Konica · SLR · Konica AR
Konica TC-X
Konica shipped the TC-X in 1985, near the end of the road for its AR-mount SLRs. By then the company had its eyes on the compacts that actually sold, the C35 and Big Mini point-and-shoots, and the interchangeable-lens line was coasting on momentum. The TC-X was the cheap polycarbonate body that kept the mount alive for one more cycle. That is the real reason it mattered. Anyone with a drawer of Hexanon glass got a fresh body to bolt it onto without switching systems.

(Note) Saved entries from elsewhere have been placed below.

pub mod error;
pub mod fallback;
pub mod history;
pub mod poller;
pub mod provider;
pub mod snapshot;
pub mod sports;

pub use poller::GameTelemetryPoller;
pub use provider::SportsDataApi;
pub use sports::SportsDataClient;

use chrono::Local;
use std::sync::Arc;
use tokio::sync::watch;
use tokio::task::JoinHandle;
use tracing::{debug, error, info};

use crate::models::PlayerQuery;

/// Owns the background polling tasks. Dropping it aborts them; `shutdown`
/// stops them cleanly.
pub struct PollerHandle {
    shutdown: watch::Sender<bool>,
    tasks: Vec<JoinHandle<()>>,
}

impl PollerHandle {
    pub async fn shutdown(mut self) {
        let _ = self.shutdown.send(true);
        for task in std::mem::take(&mut self.tasks) {
            if let Err(e) = task.await {
                if !e.is_cancelled() {
                    error!("Poller task failed: {}", e);
                }
            }
        }
    }
}

impl Drop for PollerHandle {
    fn drop(&mut self) {
        for task in &self.tasks {
            task.abort();
        }
    }
}

/// Spawns the game poll loop and the player poll loop.
///
/// The game loop polls once immediately and then every `poll_interval`.
/// Ticks that fall due while a poll is still running are skipped rather than
/// queued. The player loop refetches on every tick and whenever `selection`
/// changes.
pub fn start_telemetry_poller(
    poller: Arc<GameTelemetryPoller>,
    selection: watch::Receiver<PlayerQuery>,
) -> PollerHandle {
    let (shutdown_tx, shutdown_rx) = watch::channel(false);

    let game = tokio::spawn(game_loop(Arc::clone(&poller), shutdown_rx.clone()));
    let player = tokio::spawn(player_loop(poller, selection, shutdown_rx));

    PollerHandle {
        shutdown: shutdown_tx,
        tasks: vec![game, player],
    }
}

async fn game_loop(poller: Arc<GameTelemetryPoller>, mut shutdown: watch::Receiver<bool>) {
    let poll_interval = poller.config().poll_interval;
    info!(
        "Game poller started (team={}, live={}, interval={:?})",
        poller.team().abbr,
        poller.is_live_mode(),
        poll_interval
    );

    let mut interval = tokio::time::interval(poll_interval);
    interval.set_missed_tick_behavior(tokio::time::MissedTickBehavior::Skip);

    loop {
        tokio::select! {
            _ = shutdown.changed() => break,
            _ = interval.tick() => {
                let snapshot = poller.poll(Local::now().date_naive()).await;
                debug!(
                    status = ?snapshot.status,
                    clock = %snapshot.clock,
                    win_probability = snapshot.win_probability,
                    "Poll complete"
                );
            }
        }
    }

    info!("Game poller stopped");
}

async fn player_loop(
    poller: Arc<GameTelemetryPoller>,
    mut selection: watch::Receiver<PlayerQuery>,
    mut shutdown: watch::Receiver<bool>,
) {
    let mut interval = tokio::time::interval(poller.config().poll_interval);
    interval.set_missed_tick_behavior(tokio::time::MissedTickBehavior::Skip);
    let mut selection_open = true;

    loop {
        tokio::select! {
            _ = shutdown.changed() => break,
            changed = selection.changed(), if selection_open => {
                if changed.is_err() {
                    // Selector gone; keep refreshing the last choice on the timer.
                    selection_open = false;
                    continue;
                }
            }
            _ = interval.tick() => {}
        }

        let query = selection.borrow_and_update().clone();
        let bio = poller.poll_player(&query).await;
        debug!(player = %query.id, name = %bio.name, "Player refreshed");
    }

    info!("Player poller stopped");
}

Pick one up and the first thing you notice is how light it is. The shell is plastic, the kind of construction that read as a corner cut in 1985 and reads as sensible now that the brass bodies all need new seals. It runs shutter-priority AE: set the shutter speed and the camera picks the aperture for you, across a range that runs down to a full second and up near 1/1000. The finder shows the selected aperture on a match needle running from f/1.4 to f/22. Focusing is a split-image spot ringed by a microprism collar, easy enough in daylight and a slog in a dim room.
The meter is center weighted and fine for snapshots, which is also how it trips you up. Point it at a backlit portrait or a snowfield and the averaging brain pulls down the part you actually care about. This is where a spot or incident reading from the Zone Light Meter app earns its place. Read the scene, place the shadows on the zone you want, then set your exposure from that instead of trusting the body to average its way out of a hard frame.
Flash sync sits at 1/120, ordinary for a focal-plane SLR of the period and useful enough for daylight fill. The shutter is mechanical, and that is quietly its best trait. Kill the batteries and you still have every speed, because the lone AAA cell only runs the light meter. Lose power and you lose your readings, not the camera, so you meter another way and keep shooting. The AR bayonet itself dates to the Autoreflex T of 1968, and most of the Hexanon glass from that whole run drops straight onto the TC-X.
People cross-shop it against the Pentax K1000 and the Canon AE-1, and on reputation it loses to both. It has none of the K1000's all-mechanical mythology and none of the Canon brand pull, which is exactly why it stays cheap. The Hexanon lenses, on the other hand, are excellent and undervalued. So the TC-X is really a cheap door into that optics catalog, a competent shutter-priority body that does more than its plastic shell suggests, and one you can keep shooting even when the cells die.
How the app handles this body
- Metering: Take an incident or spot reading in the app and place your shadows on a chosen zone, then dial that exposure in. On a body with no meter, or one whose cell has drifted with age, the app is the meter you trust.
- Flash sync: Focal-plane shutter, so flash sync tops out around 1/120. Above that the app's exposure pairs still hold for available-light work.